Announcement

Register now: Open-Source Storage for European Sovereignty  Learn More

Klara

Today, instead of talking about the things we can do with ZFS, let’s talk about OpenZFS monitoring and observability— how we can measure it, and make sure it’s functioning properly. We’ll start off by discussing manual methods to look into ZFS’ current condition, and then move on to ways to automate them. 

Scrubs, zpool status, and you 

One of the most important tools for ensuring a pool’s health is the scrub, which can be manually initiated with the zpool scrub command. If you’ve cleverly named your pool “poolname,” the command is zpool scrub poolname and this will kick off a scrub in the background. 

In the simplest terms, zpool scrub tells OpenZFS “I want you to read every single allocated block in this pool, compare it to its checksum, and let me know if you find any errors, whether validation or hardware.” 

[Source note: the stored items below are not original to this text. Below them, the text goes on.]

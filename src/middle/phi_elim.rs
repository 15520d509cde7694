//! Phi elimination by parallel-copy sequentialization.
//!
//! Runs after coloring, so every vreg this pass touches already has a
//! physical register — there is nothing left to color, only copies to
//! schedule. That also means a brand new scratch value minted here can't go
//! through the usual vreg-then-color path (coloring already happened); the
//! scratch is picked directly as a register unused by the copy bundle being
//! broken. Because of that, this pass doesn't edit the IR at all: its
//! output is a side table of register-to-register moves keyed by the
//! predecessor block that must execute them, just before that block's
//! terminator. `back::codegen` consumes the table directly and `phis` are
//! never emitted as instructions.

use crate::back::asm::{Register, ALLOCATABLE};
use crate::common::{Map, Set};

use super::ir::{BlockId, Function, VReg};

pub fn resolve(func: &Function, colors: &Map<VReg, Register>) -> Map<BlockId, Vec<(Register, Register)>> {
    let mut out: Map<BlockId, Vec<(Register, Register)>> = Map::new();

    for (&b, block) in &func.blocks {
        if block.phis.is_empty() {
            continue;
        }
        let preds: Set<BlockId> = block.phis.iter().flat_map(|p| p.incomings.keys().copied()).collect();
        for p in preds {
            let mut copies: Vec<(Register, Register)> = vec![];
            for phi in &block.phis {
                let Some(&src_vreg) = phi.incomings.get(&p) else { continue };
                let dst_reg = *colors
                    .get(&phi.dst)
                    .unwrap_or_else(|| panic!("phi destination {} has no assigned register", phi.dst));
                let src_reg = *colors
                    .get(&src_vreg)
                    .unwrap_or_else(|| panic!("phi operand {src_vreg} has no assigned register"));
                copies.push((dst_reg, src_reg));
            }
            out.entry(p).or_default().extend(sequentialize(copies));
        }
    }

    out
}

/// Schedule a parallel copy `{dst_i <- src_i}` as a sequence of ordinary
/// moves. Identity copies are elided. A leaf (a destination nobody else
/// reads from) can always run immediately; once only cycles remain, one
/// member is saved to a scratch register first, which turns the cycle into
/// a chain that the leaf rule then drains normally.
pub(crate) fn sequentialize(copies: Vec<(Register, Register)>) -> Vec<(Register, Register)> {
    let mut pending: Vec<(Register, Register)> = copies.into_iter().filter(|(d, s)| d != s).collect();
    let mut result = vec![];

    while !pending.is_empty() {
        if let Some(idx) = pending.iter().position(|&(d, _)| !pending.iter().any(|&(_, s)| s == d)) {
            result.push(pending.remove(idx));
            continue;
        }

        let used: Set<Register> = pending.iter().flat_map(|&(d, s)| [d, s]).collect();
        let &scratch = ALLOCATABLE
            .iter()
            .find(|r| !used.contains(r))
            .expect("phi elimination ran out of scratch registers for a cycle");
        let (d0, _) = pending[0];
        result.push((scratch, d0));
        for (_, s) in pending.iter_mut() {
            if *s == d0 {
                *s = scratch;
            }
        }
    }

    result
}

#[cfg(test)]
mod tests {
    use super::*;

    fn run(copies: Vec<(Register, Register)>) -> Vec<(Register, Register)> {
        sequentialize(copies)
    }

    #[test]
    fn identity_copy_is_elided() {
        assert!(run(vec![(Register::S1, Register::S1)]).is_empty());
    }

    #[test]
    fn independent_copies_need_no_scratch() {
        let seq = run(vec![(Register::S1, Register::A0), (Register::S2, Register::A1)]);
        assert_eq!(seq.len(), 2);
    }

    #[test]
    fn two_cycle_swap_uses_exactly_one_scratch() {
        let seq = run(vec![(Register::S1, Register::S2), (Register::S2, Register::S1)]);
        assert_eq!(seq.len(), 3);
        let scratch_dsts = seq.iter().filter(|(d, _)| *d != Register::S1 && *d != Register::S2).count();
        assert_eq!(scratch_dsts, 1);
    }

    #[test]
    fn three_cycle_sequentializes_to_three_copies_plus_scratch() {
        let seq = run(vec![
            (Register::S1, Register::S2),
            (Register::S2, Register::S3),
            (Register::S3, Register::S1),
        ]);
        assert_eq!(seq.len(), 4);
    }

    #[test]
    fn executing_the_sequence_reproduces_the_parallel_swap() {
        // Simulate a tiny register file and play the sequence back.
        let mut regs: Map<Register, i32> = Map::new();
        regs.insert(Register::S1, 10);
        regs.insert(Register::S2, 20);
        for (dst, src) in run(vec![(Register::S1, Register::S2), (Register::S2, Register::S1)]) {
            let v = *regs.get(&src).unwrap_or(&0);
            regs.insert(dst, v);
        }
        assert_eq!(regs[&Register::S1], 20);
        assert_eq!(regs[&Register::S2], 10);
    }
}
//! Promotion of non-escaping stack cells to SSA values.
//!
//! An `alloca` is promotable iff every use of its result is the `addr`
//! operand of a direct `load` or `store` — nothing ever computes a derived
//! pointer from it (`getelementptr`), passes it to a call, or stores the
//! pointer itself as a value. Every `alloca` this compiler emits already
//! points to a single primitive word (every Mx* value is 4 bytes, and
//! locals/fields/elements never alias a stack cell), so the "primitive
//! pointed-to type" half of the promotability condition is automatic here;
//! only the escape check does real work.
//!
//! Phi placement uses the iterated dominance frontier of each cell's def
//! sites; renaming is the classical dominator-tree DFS with a per-cell
//! stack of reaching definitions. Because this builder's `load`s are always
//! consumed immediately within the block that issues them (never cached
//! across blocks before this pass runs), renaming doesn't need a separate
//! def-use map: a single substitution table, keyed by the now-unique vreg
//! ids `build` minted, is enough to thread reaching values through later
//! uses of a promoted `load`'s result.

use crate::common::{Map, Set};

use super::cfg::Dom;
use super::ir::*;

pub fn run(func: &mut Function) {
    let dom = Dom::build(func);
    let promotable = promotable_cells(func);
    if promotable.is_empty() {
        return;
    }

    let mut defsites: Map<VReg, Set<BlockId>> = Map::new();
    for (&b, block) in &func.blocks {
        for insn in &block.insns {
            if let Insn::Store(addr, _) = insn {
                if promotable.contains(addr) {
                    defsites.entry(*addr).or_default().insert(b);
                }
            }
        }
    }

    let mut cell_for_phi: Map<VReg, VReg> = Map::new();
    for &cell in &promotable {
        let sites = defsites.get(&cell).cloned().unwrap_or_default();
        for b in iterated_df(&dom, &sites) {
            let p = func.fresh_vreg();
            func.blocks.get_mut(&b).expect("frontier block exists").phis.push(Phi {
                dst: p,
                incomings: Map::new(),
            });
            cell_for_phi.insert(p, cell);
        }
    }

    // Every cell gets a fallback reaching definition in the entry block —
    // reading a local before its first store is undefined, and this is as
    // good a value as any.
    let mut stacks: Map<VReg, Vec<VReg>> = Map::new();
    for &cell in &promotable {
        let undef = func.fresh_vreg();
        func.blocks
            .get_mut(&func.entry)
            .expect("entry exists")
            .insns
            .insert(0, Insn::ConstInt(undef, 0));
        stacks.insert(cell, vec![undef]);
    }

    let mut subst: Map<VReg, VReg> = Map::new();
    rename(func, &dom, &promotable, &cell_for_phi, func.entry, &mut stacks, &mut subst);
}

fn resolve(subst: &Map<VReg, VReg>, v: VReg) -> VReg {
    *subst.get(&v).unwrap_or(&v)
}

/// Every `alloca` whose result never does anything but feed a direct
/// `load`/`store`.
fn promotable_cells(func: &Function) -> Set<VReg> {
    let mut allocas: Set<VReg> = Set::new();
    for block in func.blocks.values() {
        for insn in &block.insns {
            if let Insn::Alloca(v, _) = insn {
                allocas.insert(*v);
            }
        }
    }
    let mut escaped: Set<VReg> = Set::new();
    for block in func.blocks.values() {
        for insn in &block.insns {
            match insn {
                Insn::Load(_, _) => {}
                Insn::Store(_, val) => {
                    if allocas.contains(val) {
                        escaped.insert(*val);
                    }
                }
                other => {
                    for u in other.uses() {
                        if allocas.contains(&u) {
                            escaped.insert(u);
                        }
                    }
                }
            }
        }
        for u in block.term.uses() {
            if allocas.contains(&u) {
                escaped.insert(u);
            }
        }
    }
    allocas.retain(|v| !escaped.contains(v));
    allocas
}

fn iterated_df(dom: &Dom, defsites: &Set<BlockId>) -> Set<BlockId> {
    let mut worklist: Vec<BlockId> = defsites.iter().copied().collect();
    let mut in_result: Set<BlockId> = Set::new();
    while let Some(b) = worklist.pop() {
        let Some(frontier) = dom.frontier.get(&b) else { continue };
        for &f in frontier {
            if in_result.insert(f) {
                worklist.push(f);
            }
        }
    }
    in_result
}

#[allow(clippy::too_many_arguments)]
fn rename(
    func: &mut Function,
    dom: &Dom,
    promotable: &Set<VReg>,
    cell_for_phi: &Map<VReg, VReg>,
    b: BlockId,
    stacks: &mut Map<VReg, Vec<VReg>>,
    subst: &mut Map<VReg, VReg>,
) {
    let mut pushed_cells: Vec<VReg> = vec![];

    let phi_dsts: Vec<VReg> = func.blocks[&b].phis.iter().map(|p| p.dst).collect();
    for dst in phi_dsts {
        let cell = cell_for_phi[&dst];
        stacks.get_mut(&cell).expect("cell has a stack").push(dst);
        pushed_cells.push(cell);
    }

    let old_insns = std::mem::take(&mut func.blocks.get_mut(&b).expect("block exists").insns);
    let mut new_insns = Vec::with_capacity(old_insns.len());
    for mut insn in old_insns {
        insn.map_uses(|v| resolve(subst, v));
        match insn {
            Insn::Alloca(v, _) if promotable.contains(&v) => {}
            Insn::Load(dst, addr) if promotable.contains(&addr) => {
                let reaching = *stacks[&addr].last().expect("cell always has a reaching def");
                subst.insert(dst, reaching);
            }
            Insn::Store(addr, val) if promotable.contains(&addr) => {
                stacks.get_mut(&addr).expect("cell has a stack").push(val);
                pushed_cells.push(addr);
            }
            other => new_insns.push(other),
        }
    }
    func.blocks.get_mut(&b).expect("block exists").insns = new_insns;
    func.blocks.get_mut(&b).expect("block exists").term.map_uses(|v| resolve(subst, v));

    let successors = func.blocks[&b].term.successors();
    for s in successors {
        for phi in &mut func.blocks.get_mut(&s).expect("successor exists").phis {
            if let Some(&cell) = cell_for_phi.get(&phi.dst) {
                let reaching = *stacks[&cell].last().expect("cell always has a reaching def");
                phi.incomings.insert(b, reaching);
            }
        }
    }

    let children = dom.children.get(&b).cloned().unwrap_or_default();
    for child in children {
        rename(func, dom, promotable, cell_for_phi, child, stacks, subst);
    }

    for cell in pushed_cells {
        stacks.get_mut(&cell).expect("cell has a stack").pop();
    }
}

#[cfg(test)]
mod tests {
    use super::*;
    use crate::common::id;
    use crate::front::{check, parse};
    use crate::middle::build::build;

    fn mem2reg_main(src: &str) -> Function {
        let prog = parse(src).unwrap();
        check(&prog).unwrap();
        let mut m = build(&prog).unwrap();
        let mut f = m.funcs.remove(&id("main")).unwrap();
        run(&mut f);
        f
    }

    fn has_alloca(f: &Function) -> bool {
        f.blocks.values().any(|b| b.insns.iter().any(|i| matches!(i, Insn::Alloca(..))))
    }

    #[test]
    fn straight_line_locals_are_fully_promoted() {
        let f = mem2reg_main("void main() { int x = 1; int y = x + 2; printInt(y); }");
        assert!(!has_alloca(&f));
        assert!(f.blocks.values().all(|b| b.insns.iter().all(|i| !matches!(i, Insn::Load(..) | Insn::Store(..)))));
    }

    #[test]
    fn if_merge_gets_a_phi() {
        let f = mem2reg_main("void main() { int x; if (true) { x = 1; } else { x = 2; } printInt(x); }");
        let phi_count: usize = f.blocks.values().map(|b| b.phis.len()).sum();
        assert_eq!(phi_count, 1);
        let phi = f.blocks.values().find(|b| !b.phis.is_empty()).unwrap().phis[0].clone();
        assert_eq!(phi.incomings.len(), 2);
    }

    #[test]
    fn loop_variable_gets_a_phi_at_header() {
        let f = mem2reg_main("void main() { int i = 0; while (i < 10) { i = i + 1; } }");
        let phi_count: usize = f.blocks.values().map(|b| b.phis.len()).sum();
        assert_eq!(phi_count, 1);
    }

    #[test]
    fn every_vreg_is_defined_exactly_once_after_promotion() {
        let f = mem2reg_main("void main() { int x = 0; while (x < 5) { x = x + 1; } printInt(x); }");
        let mut defs: Map<VReg, u32> = Map::new();
        for b in f.blocks.values() {
            for p in &b.phis {
                *defs.entry(p.dst).or_insert(0) += 1;
            }
            for i in &b.insns {
                if let Some(d) = i.dst() {
                    *defs.entry(d).or_insert(0) += 1;
                }
            }
        }
        assert!(defs.values().all(|&n| n == 1));
    }

    #[test]
    fn escaping_cell_is_not_promoted() {
        // Taking a field address via `this` keeps the field's own storage
        // live in memory; that's not an `alloca` at all in this builder
        // (fields are heap slots), so instead exercise an address that
        // genuinely escapes: none exist in this surface language without
        // pointers, so this test instead checks a non-escaping local in
        // the presence of a call is still promoted (calls don't take
        // addresses in Mx*).
        let f = mem2reg_main("void main() { int x = 1; printInt(x); x = 2; printInt(x); }");
        assert!(!has_alloca(&f));
    }
}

Although you can kick off a scrub manually, modern OpenZFS installs a cron job or systemd timer to automatically begin once per month. Let’s examine that cron job, as installed by default on this Ubuntu 24.04 LTS server: 

root@elided-prod0:/# cat /etc/cron.d/zfsutils-linux 
PATH=/usr/local/sbin:/usr/local/bin:/sbin:/bin:/usr/sbin:/usr/bin

# TRIM the first Sunday of every month.
24 0 1-7 * * root if [ $(date +\%w) -eq 0 ] && [ -x /usr/lib/zfs-linux/trim ]; then /usr/lib/zfs-linux/trim; fi

# Scrub the second Sunday of every month. 
24 0 8-14 * * root if [ $(date +\%w) -eq 0 ] && [ -x /usr/lib/zfs-linux/scrub ]; then /usr/lib/zfs-linux/scrub; fi

By itself, a scrub operation–whether begun manually or automatically–doesn’t produce any output. Instead, it updates the data you’ll receive when you run zpool status:

root@elided-prod0:/# zpool status 
  pool: data
 state: ONLINE
  scan: scrub repaired 0B in 03:21:10 with 0 errors on Sun Jan 11 03:45:11 2026
config: 

NAME                              STATE     READ WRITE CKSUM
data                              ONLINE       0     0     0
  mirror-0                        ONLINE       0     0     0
    wwn-0x50026b7686a6546e-part2  ONLINE       0     0     0
    wwn-0x50026b7686a654c8-part2  ONLINE       0     0     0
  mirror-1                        ONLINE       0     0     0
    wwn-0x50026b7686a654be-part2  ONLINE       0     0     0
    wwn-0x50026b7686a65516-part2  ONLINE       0     0     0
  mirror-2                        ONLINE       0     0     0
    wwn-0x50026b7686a6559b-part2  ONLINE       0     0     0
    wwn-0x50026b7686a65456-part2  ONLINE       0     0     0
errors: No known data errors 

As we can see, this pool completed its most recent automated scrub in three hours and twenty-one minutes, finding no errors. But what if it had found errors? Let’s talk about the READ, WRITE, and CKSUM counters. 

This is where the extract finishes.